:: Material provided ::
//! All-or-nothing commit of the whole unit of work.

use super::{CommitPlan, FlushReport, PersistenceManager};
use crate::client::{BatchOutcome, OperationResult, ProtocolClient};
use crate::context::Context;
use crate::error::{FailedChange, ProxyError, TransportError};
use async_trait::async_trait;
use std::collections::HashMap;
use std::sync::Arc;
use tokio::sync::Mutex;
use tracing::{debug, info, warn};

/// Submits every pending change as one atomic change set.
///
/// On failure the context is left exactly as it was, so the same `flush` can be
/// retried.
pub struct TransactionalPersistenceManager {
    context: Arc<Context>,
    client: Arc<dyn ProtocolClient>,
    flush_lock: Mutex<()>,
}

impl TransactionalPersistenceManager {
    pub fn new(context: Arc<Context>, client: Arc<dyn ProtocolClient>) -> Self {
        Self {
            context,
            client,
            flush_lock: Mutex::new(()),
        }
    }

    fn rolled_back(plan: &CommitPlan, failures: Vec<(usize, TransportError)>) -> ProxyError {
        let conflict = !failures.is_empty() && failures.iter().all(|(_, error)| error.is_conflict());
        let mut by_index: HashMap<usize, TransportError> = failures.into_iter().collect();

        let failures: Vec<FailedChange> = plan
            .changes()
            .enumerate()
            .map(|(index, change)| {
                let error = by_index.remove(&index).unwrap_or(TransportError::RolledBack);
                FailedChange::new(change.clone(), error)
            })
            .collect();

        if conflict {
            ProxyError::ConcurrencyConflict {
                failures,
                committed: 0,
            }
        } else {
            ProxyError::CommitFailed {
                failures,
                committed: 0,
            }
        }
    }
}

#[async_trait]
impl PersistenceManager for TransactionalPersistenceManager {
    async fn flush(&self) -> Result<FlushReport, ProxyError> {
        let _guard = self.flush_lock.lock().await;
        let mut snapshot = self.context.begin_flush();
        let plan = CommitPlan::from_changes(
            std::mem::take(&mut snapshot.changes),
            self.context.update_type(),
        );

        if plan.is_empty() {
            debug!("Nothing to flush");
            return Ok(FlushReport::default());
        }

        info!(changes = plan.len(), "Submitting change set");
        match self.client.execute_batch(plan.operations()).await {
            Ok(BatchOutcome::Committed(results)) => {
                let mut results = results.into_iter();
                for change in plan.changes() {
                    let result = results.next();
                    self.context
                        .acknowledge(change, result.as_ref().and_then(OperationResult::entity));
                }
                info!(changes = plan.len(), "Change set committed");
                Ok(FlushReport {
                    committed: plan.into_changes(),
                    requests: 1,
                })
            }
            Ok(BatchOutcome::RolledBack { failures }) => {
                warn!(
                    changes = plan.len(),
                    failed = failures.len(),
                    "Change set rolled back"
                );
                Err(Self::rolled_back(&plan, failures))
            }
            Err(error) => {
                warn!(changes = plan.len(), error = %error, "Change set request failed");
                let failures = plan
                    .changes()
                    .map(|change| FailedChange::new(change.clone(), error.clone()))
                    .collect();
                Err(ProxyError::from_failures(failures, 0))
            }
        }
    }

    fn is_transactional(&self) -> bool {
        true
    }
}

:: Required action ::
How many lines of the entries contain the word "RolledBack"? Only the number is wanted.

:: Solution ::
2